WORK REQUIRED –
Could you set down exactly the lines in the records below between the line holding "internally to resolve" and the line holding "request left the", inclusive?

··· MATERIAL PROVIDED

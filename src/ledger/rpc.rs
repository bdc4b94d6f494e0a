#![cfg(feature = "net")]

//! JSON-RPC 2.0 client for an external ledger process.
//!
//! Speaks three business methods over HTTP POST — `rx_anchor`, `rx_verify`,
//! `rx_dispense` — plus `rx_receipt`, a read used internally to resolve
//! ambiguous writes. Business rejections arrive as structured error codes
//! (the `-330xx` range below); the client never inspects human-readable
//! revert prose. Transport failures are retried per [`RetryPolicy`]; a write
//! whose submission outcome is unknown (timeout after the request left the
//! socket) is reconciled through `rx_receipt` before any resubmission so the
//! ledger never sees a double write.
//!
//! All connection parameters are explicit in [`RpcLedgerConfig`]; nothing is
//! read from globals at module load.

use crate::fingerprint::Fingerprint;
use crate::ledger::{
    AnchorReceipt, DispenseReceipt, LedgerClient, LedgerError, RetryPolicy, VerifyOutcome,
    VerifyReason,
};
use async_trait::async_trait;
use serde::de::DeserializeOwned;
use serde::{Deserialize, Serialize};
use serde_json::{json, Value};
use std::sync::atomic::{AtomicU64, Ordering};
use std::time::Duration;

/// Application error code: id already anchored.
pub const CODE_DUPLICATE_ID: i64 = -33001;
/// Application error code: no entry for id.
pub const CODE_NOT_FOUND: i64 = -33002;
/// Application error code: fingerprint mismatch on a guarded write.
pub const CODE_HASH_MISMATCH: i64 = -33003;
/// Application error code: entry expired.
pub const CODE_EXPIRED: i64 = -33004;
/// Application error code: entry already dispensed.
pub const CODE_ALREADY_DISPENSED: i64 = -33005;

const DEFAULT_REQUEST_TIMEOUT: Duration = Duration::from_secs(15);

/// Connection settings for [`RpcLedger`].
#[derive(Debug, Clone)]
pub struct RpcLedgerConfig {
    /// HTTP endpoint of the ledger's JSON-RPC listener.
    pub endpoint: String,
    /// Per-request timeout; recommended range is 10–30s.
    pub request_timeout: Duration,
    /// Retry schedule for transient transport failures.
    pub retry: RetryPolicy,
}

impl RpcLedgerConfig {
    /// Builds a config with default timeout and retry settings.
    pub fn new(endpoint: impl Into<String>) -> Self {
        Self {
            endpoint: endpoint.into(),
            request_timeout: DEFAULT_REQUEST_TIMEOUT,
            retry: RetryPolicy::default(),
        }
    }
}

/// [`LedgerClient`] backed by a remote JSON-RPC ledger.
pub struct RpcLedger {
    cfg: RpcLedgerConfig,
    http: reqwest::Client,
    next_id: AtomicU64,
}

#[derive(Debug, Serialize)]
struct RpcRequest<'a> {
    jsonrpc: &'static str,
    id: u64,
    method: &'a str,
    params: Value,
}

#[derive(Debug, Deserialize)]
struct RpcResponse<T> {
    result: Option<T>,
    error: Option<RpcErrorBody>,
}

#[derive(Debug, Clone, Deserialize)]
struct RpcErrorBody {
    code: i64,
    message: String,
}

#[derive(Debug, Deserialize)]
struct ReceiptView {
    anchor_tx: Option<String>,
    anchored_at: Option<u64>,
    dispense_tx: Option<String>,
    dispensed_at: Option<u64>,
}

#[derive(Debug, Deserialize)]
struct AnchorResult {
    tx_ref: String,
    anchored_at: u64,
}

#[derive(Debug, Deserialize)]
struct DispenseResult {
    tx_ref: String,
    dispensed_at: u64,
}

/// How a single call attempt failed.
enum CallFailure {
    /// The request never reached the ledger (connect/DNS refusal).
    NotSubmitted(String),
    /// The request may have reached the ledger; outcome unknown.
    Ambiguous(String),
    /// The ledger answered with a structured error.
    Rpc(RpcErrorBody),
}

fn reason_for_code(code: i64) -> Option<VerifyReason> {
    match code {
        CODE_NOT_FOUND => Some(VerifyReason::NotFound),
        CODE_HASH_MISMATCH => Some(VerifyReason::HashMismatch),
        CODE_EXPIRED => Some(VerifyReason::Expired),
        CODE_ALREADY_DISPENSED => Some(VerifyReason::AlreadyDispensed),
        _ => None,
    }
}

fn map_rpc_error(body: RpcErrorBody) -> LedgerError {
    if body.code == CODE_DUPLICATE_ID {
        // The id travels in the message for operators; the code is what the
        // caller branches on.
        return LedgerError::DuplicateId(body.message);
    }
    match reason_for_code(body.code) {
        Some(reason) => LedgerError::Rejected(reason),
        None => LedgerError::Protocol(format!("rpc error {}: {}", body.code, body.message)),
    }
}

impl RpcLedger {
    /// Creates a client for the configured endpoint.
    pub fn new(cfg: RpcLedgerConfig) -> Result<Self, LedgerError> {
        let http = reqwest::Client::builder()
            .timeout(cfg.request_timeout)
            .build()
            .map_err(|err| LedgerError::Protocol(format!("http client: {err}")))?;
        Ok(Self {
            cfg,
            http,
            next_id: AtomicU64::new(1),
        })
    }

    async fn call<T: DeserializeOwned>(&self, method: &str, params: Value) -> Result<T, CallFailure> {
        let request = RpcRequest {
            jsonrpc: "2.0",
            id: self.next_id.fetch_add(1, Ordering::Relaxed),
            method,
            params,
        };
        let response = self
            .http
            .post(&self.cfg.endpoint)
            .json(&request)
            .send()
            .await
            .map_err(|err| {
                if err.is_connect() {
                    CallFailure::NotSubmitted(err.to_string())
                } else {
                    CallFailure::Ambiguous(err.to_string())
                }
            })?;
        let parsed: RpcResponse<T> = response
            .json()
            .await
            .map_err(|err| CallFailure::Ambiguous(format!("decode response: {err}")))?;
        if let Some(error) = parsed.error {
            return Err(CallFailure::Rpc(error));
        }
        parsed
            .result
            .ok_or_else(|| CallFailure::Rpc(RpcErrorBody {
                code: 0,
                message: "response carried neither result nor error".to_string(),
            }))
    }

    /// Read-only reconciliation call used after an ambiguous write.
    ///
    /// An unknown id arrives as a structured `CODE_NOT_FOUND` error and is
    /// folded into `Ok(None)` here, so callers can distinguish "the write
    /// never landed" from a transport failure of the reconciliation itself.
    async fn receipt(&self, id: &str) -> Result<Option<ReceiptView>, CallFailure> {
        match self
            .call::<ReceiptView>("rx_receipt", json!({ "id": id }))
            .await
        {
            Ok(view) => Ok(Some(view)),
            Err(CallFailure::Rpc(body)) if body.code == CODE_NOT_FOUND => Ok(None),
            Err(other) => Err(other),
        }
    }

    async fn backoff(&self, attempt: u32) {
        let delay = self.cfg.retry.delay_before(attempt);
        if !delay.is_zero() {
            tokio::time::sleep(delay).await;
        }
    }
}

#[async_trait]
impl LedgerClient for RpcLedger {
    async fn anchor(
        &self,
        id: &str,
        fingerprint: &Fingerprint,
        expires_at: u64,
    ) -> Result<AnchorReceipt, LedgerError> {
        let params = json!({
            "id": id,
            "fingerprint": fingerprint.as_str(),
            "expires_at": expires_at,
        });
        let mut attempts = 0;
        let mut last_error = String::new();
        while attempts < self.cfg.retry.max_attempts {
            attempts += 1;
            self.backoff(attempts).await;
            match self.call::<AnchorResult>("rx_anchor", params.clone()).await {
                Ok(result) => {
                    return Ok(AnchorReceipt {
                        id: id.to_string(),
                        tx_ref: result.tx_ref,
                        anchored_at: result.anchored_at,
                    })
                }
                Err(CallFailure::Rpc(body)) => return Err(map_rpc_error(body)),
                Err(CallFailure::NotSubmitted(err)) => last_error = err,
                Err(CallFailure::Ambiguous(err)) => {
                    last_error = err;
                    // The write may have landed. Look before resubmitting.
                    match self.receipt(id).await {
                        Ok(Some(view)) => {
                            if let (Some(tx), Some(at)) = (view.anchor_tx, view.anchored_at) {
                                return Ok(AnchorReceipt {
                                    id: id.to_string(),
                                    tx_ref: tx,
                                    anchored_at: at,
                                });
                            }
                        }
                        Ok(None) => {} // definitely not landed; safe to retry
                        Err(CallFailure::Rpc(body)) => return Err(map_rpc_error(body)),
                        Err(_) => {} // reconciliation also unreachable; retry loop decides
                    }
                }
            }
        }
        Err(LedgerError::Unreachable {
            attempts,
            last_error,
        })
    }

    async fn verify(
        &self,
        id: &str,
        fingerprint: &Fingerprint,
    ) -> Result<VerifyOutcome, LedgerError> {
        let params = json!({ "id": id, "fingerprint": fingerprint.as_str() });
        let mut attempts = 0;
        let mut last_error = String::new();
        while attempts < self.cfg.retry.max_attempts {
            attempts += 1;
            self.backoff(attempts).await;
            match self.call::<VerifyOutcome>("rx_verify", params.clone()).await {
                Ok(outcome) => return Ok(outcome),
                Err(CallFailure::Rpc(body)) => return Err(map_rpc_error(body)),
                // Reads are side-effect free; every transport failure retries.
                Err(CallFailure::NotSubmitted(err)) | Err(CallFailure::Ambiguous(err)) => {
                    last_error = err
                }
            }
        }
        Err(LedgerError::Unreachable {
            attempts,
            last_error,
        })
    }

    async fn mark_dispensed(&self, id: &str, note: &str) -> Result<DispenseReceipt, LedgerError> {
        let params = json!({ "id": id, "note": note });
        let mut attempts = 0;
        let mut last_error = String::new();
        while attempts < self.cfg.retry.max_attempts {
            attempts += 1;
            self.backoff(attempts).await;
            match self.call::<DispenseResult>("rx_dispense", params.clone()).await {
                Ok(result) => {
                    return Ok(DispenseReceipt {
                        id: id.to_string(),
                        tx_ref: result.tx_ref,
                        dispensed_at: result.dispensed_at,
                    })
                }
                Err(CallFailure::Rpc(body)) => return Err(map_rpc_error(body)),
                Err(CallFailure::NotSubmitted(err)) => last_error = err,
                Err(CallFailure::Ambiguous(err)) => {
                    last_error = err;
                    match self.receipt(id).await {
                        Ok(Some(view)) => {
                            if let (Some(tx), Some(at)) = (view.dispense_tx, view.dispensed_at) {
                                return Ok(DispenseReceipt {
                                    id: id.to_string(),
                                    tx_ref: tx,
                                    dispensed_at: at,
                                });
                            }
                        }
                        Ok(None) => {
                            return Err(LedgerError::Rejected(VerifyReason::NotFound));
                        }
                        Err(CallFailure::Rpc(body)) => return Err(map_rpc_error(body)),
                        Err(_) => {}
                    }
                }
            }
        }
        Err(LedgerError::Unreachable {
            attempts,
            last_error,
        })
    }
}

······

RESPONSE –
//! `rx_dispense` — plus `rx_receipt`, a read used internally to resolve
//! ambiguous writes. Business rejections arrive as structured error codes
//! (the `-330xx` range below); the client never inspects human-readable
//! revert prose. Transport failures are retried per [`RetryPolicy`]; a write
//! whose submission outcome is unknown (timeout after the request left the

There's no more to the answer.